/ 23 September 2007

Death of a pastry chef captures French imagination

It is a story of madeleines, macaroons, petit fours and, if the police are right, murder. It is a story of a patisserie chef, a nightclub owner, a body found in a wood, Paris’s finest investigators and one of the city’s most fashionable districts. It is a story that is gripping France, to the extent that Le Monde, the country’s most respected newspaper, devoted an entire page to it last week.

The key role is that of Xavier Philippe, the apparently unremarkable 50-year-old owner of L’Avion Delices, one of Paris’s best-known patisseries at 32 Rue de Vieille du Temple in the fourth arrondissement. Philippe is currently charged with murder — a charge he strongly denies.

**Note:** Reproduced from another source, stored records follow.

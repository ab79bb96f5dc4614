//! Construction, keying and lifecycle of transform contexts

use mcrypt_api::{Error, NameKind};
use mcrypt_engine::{metadata, TransformContext};
use mcrypt_tests::fixtures::{data, keyed, BLOCK_MODE_PAIRS, BYTE_MODE_PAIRS};

#[test]
fn stream_algorithm_with_block_mode_is_rejected() {
    for mode in ["cbc", "ecb", "ctr", "ncfb", "nofb", "cfb", "ofb"] {
        match TransformContext::new("arcfour", mode) {
            Err(Error::IncompatiblePairing { reason, .. }) => {
                assert_eq!(reason, "block mode used with stream algorithm")
            }
            other => panic!("arcfour/{mode}: {other:?}"),
        }
    }
    assert!(matches!(
        TransformContext::new("idea", "stream"),
        Err(Error::IncompatiblePairing { .. })
    ));
}

#[test]
fn unregistered_names_are_rejected() {
    assert!(matches!(
        TransformContext::new("rot13", "cbc"),
        Err(Error::UnknownName { kind: NameKind::Algorithm, .. })
    ));
    assert!(matches!(
        TransformContext::new("idea", "xts"),
        Err(Error::UnknownName { kind: NameKind::Mode, .. })
    ));
    assert!(matches!(
        TransformContext::new("twofish", "cbc"),
        Err(Error::UnknownName { kind: NameKind::CipherUnit, .. })
    ));
}

#[test]
fn keying_rules() {
    let mut ctx = TransformContext::new("rijndael-128", "cbc").unwrap();
    assert!(ctx.has_iv());
    assert!(matches!(
        ctx.key(&[0u8; 17], Some(&[0u8; 16])),
        Err(Error::KeySize { actual: 17, .. })
    ));
    assert!(matches!(ctx.key(&[0u8; 16], None), Err(Error::IvRequired { .. })));

    let mut ctx = TransformContext::new("idea", "ecb").unwrap();
    assert!(matches!(ctx.key(&[0u8; 8], None), Err(Error::KeySize { .. })));
    ctx.key(&[0u8; 16], None).unwrap();
}

#[test]
fn reinit_resets_feedback_state() {
    for (algorithm, mode) in BLOCK_MODE_PAIRS.iter().chain(BYTE_MODE_PAIRS) {
        if *mode == "ecb" {
            continue;
        }
        let mut ctx = keyed(algorithm, mode, 11);
        let plaintext = data(48, 12);

        let first = ctx.encrypt(&plaintext, false).unwrap();
        let second = ctx.encrypt(&plaintext, false).unwrap();
        assert_ne!(first, second, "{algorithm}/{mode} did not advance");

        ctx.reinit().unwrap();
        assert_eq!(ctx.encrypt(&plaintext, false).unwrap(), first, "{algorithm}/{mode}");
    }
}

#[test]
fn ecb_is_stateless() {
    let mut ctx = keyed("idea", "ecb", 13);
    let plaintext = data(24, 14);
    let first = ctx.encrypt(&plaintext, false).unwrap();
    assert_eq!(ctx.encrypt(&plaintext, false).unwrap(), first);
}

#[test]
fn deinit_then_rekey() {
    let mut ctx = keyed("rijndael-128", "ctr", 15);
    let ciphertext = ctx.encrypt(b"counter mode", true).unwrap();

    ctx.deinit();
    assert!(matches!(ctx.decrypt(&ciphertext, true), Err(Error::NotKeyed)));

    let mut ctx = keyed("rijndael-128", "ctr", 15);
    assert_eq!(ctx.decrypt(&ciphertext, true).unwrap(), b"counter mode");
}

#[test]
fn metadata_without_an_instance() {
    assert_eq!(metadata::get_block_size("blowfish").unwrap(), 8);
    assert!(!metadata::is_block_algorithm("wake").unwrap());
    assert_eq!(metadata::get_key_sizes("rijndael-128").unwrap(), vec![16, 24, 32]);
    assert_eq!(metadata::get_key_size("arcfour").unwrap(), 256);
    assert!(!metadata::is_block_mode("ofb").unwrap());
    assert!(metadata::is_block_algorithm_mode("ofb").unwrap());
    assert!(metadata::list_modes().contains(&"ncfb".to_string()));
}

#[test]
fn contexts_agree_with_metadata() {
    for (algorithm, mode) in BLOCK_MODE_PAIRS.iter().chain(BYTE_MODE_PAIRS) {
        let ctx = TransformContext::new(algorithm, mode).unwrap();
        assert_eq!(ctx.get_block_size(), metadata::get_block_size(algorithm).unwrap());
        assert_eq!(ctx.get_iv_size(), metadata::get_iv_size(algorithm).unwrap());
        assert_eq!(ctx.is_block_mode(), metadata::is_block_mode(mode).unwrap());
        assert_eq!(ctx.has_iv(), metadata::has_iv(mode).unwrap());
    }
}

#[test]
fn contexts_are_send() {
    fn assert_send<T: Send>() {}
    assert_send::<TransformContext>();

    let mut ctx = keyed("idea", "cbc", 16);
    let handle = std::thread::spawn(move || ctx.encrypt(b"moved across threads", true).unwrap());
    assert_eq!(handle.join().unwrap().len(), 24);
}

”Xavier Philippe is innocent and we will prove it,” said his lawyer, Frédérique Baulieu. Apparently unremarkable apart from burns on his courteous face, and well liked by the well-heeled clientele and the tourists who throng outside his shop, Philippe, all agree, is an unlikely killer.

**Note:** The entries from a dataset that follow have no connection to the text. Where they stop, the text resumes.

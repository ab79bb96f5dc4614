//! Block cipher modes of operation
//!
//! This module implements the modes the engine can pair with a block
//! cipher. ECB and CBC work on whole blocks only. CFB and OFB feed back a
//! single byte per step; NCFB, NOFB and CTR feed back whole blocks but keep
//! a keystream position so they also accept partial trailing blocks.
//!
//! Every mode keeps its feedback state between calls, so transforming a
//! message in several pieces gives the same bytes as transforming it at once.

pub mod cbc;
pub mod cfb;
pub mod ctr;
pub mod ecb;
pub mod ncfb;
pub mod nofb;
pub mod ofb;

// Re-exports
pub use cbc::Cbc;
pub use cfb::Cfb;
pub use ctr::Ctr;
pub use ecb::Ecb;
pub use ncfb::Ncfb;
pub use nofb::Nofb;
pub use ofb::Ofb;

use super::BlockCipher;
use crate::error::{validate, Result};
use mcrypt_common::security::SecretVec;

/// A keyed mode of operation transforming buffers in place
pub trait ModeOfOperation: Send {
    /// Encrypt `data` in place, advancing the feedback state
    fn encrypt(&mut self, data: &mut [u8]) -> Result<()>;

    /// Decrypt `data` in place, advancing the feedback state
    fn decrypt(&mut self, data: &mut [u8]) -> Result<()>;
}

/// Build the initial feedback register from an IV of exactly one block
pub(crate) fn feedback_register<B: BlockCipher>(
    cipher: &B,
    iv: &[u8],
    context: &'static str,
) -> Result<SecretVec> {
    validate::length(context, iv.len(), cipher.block_size())?;
    Ok(SecretVec::from_slice(iv))
}

/// XOR `src` into `dst`
#[inline(always)]
pub(crate) fn xor_in_place(dst: &mut [u8], src: &[u8]) {
    for (d, s) in dst.iter_mut().zip(src) {
        *d ^= s;
    }
}
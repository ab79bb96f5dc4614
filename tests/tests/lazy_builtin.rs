//! A lookup installs the built-in catalog and locks out configuration

use mcrypt_api::Error;
use mcrypt_engine::{configure, global, metadata, EngineConfig};

#[test]
fn configure_after_lookup_fails() {
    assert_eq!(metadata::get_block_size("idea").unwrap(), 8);
    assert!(global::is_configured());
    assert_eq!(global::buffer_blocks(), 1024);
    assert!(matches!(
        configure(EngineConfig::default()),
        Err(Error::AlreadyConfigured)
    ));
}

The second role is that of Christophe Belle, Philippe’s assistant. It was Belle’s job to open the patisserie in the small hours of the morning to warm up the ovens. His body was found on May 17 2005 with two bullets in the head and a packet of an unidentified powder beside it in a wood in a Parisian suburb. No one knows how he got there, but he left a last message on his boss’s cellphone at 2.56am saying: ”I’ll be there in five or 10 minutes.”

Was Belle, whose speciality was choux pastry and nougat ”horns of plenty”, a secret coke addict? Did he have a second life hidden behind the piles of religieuses and éclairs that his family knew nothing about?

Not according to his sister. ”The only thing that interested him was cakes, ice cream and delicately worked sugar,” she told Le Monde. ”He only ever spoke about that.”

However, he is said to have talked about one thing shortly before his death that interested detectives. Belle’s mother says that she was told by her son: ”Xavier is stealing from the till.”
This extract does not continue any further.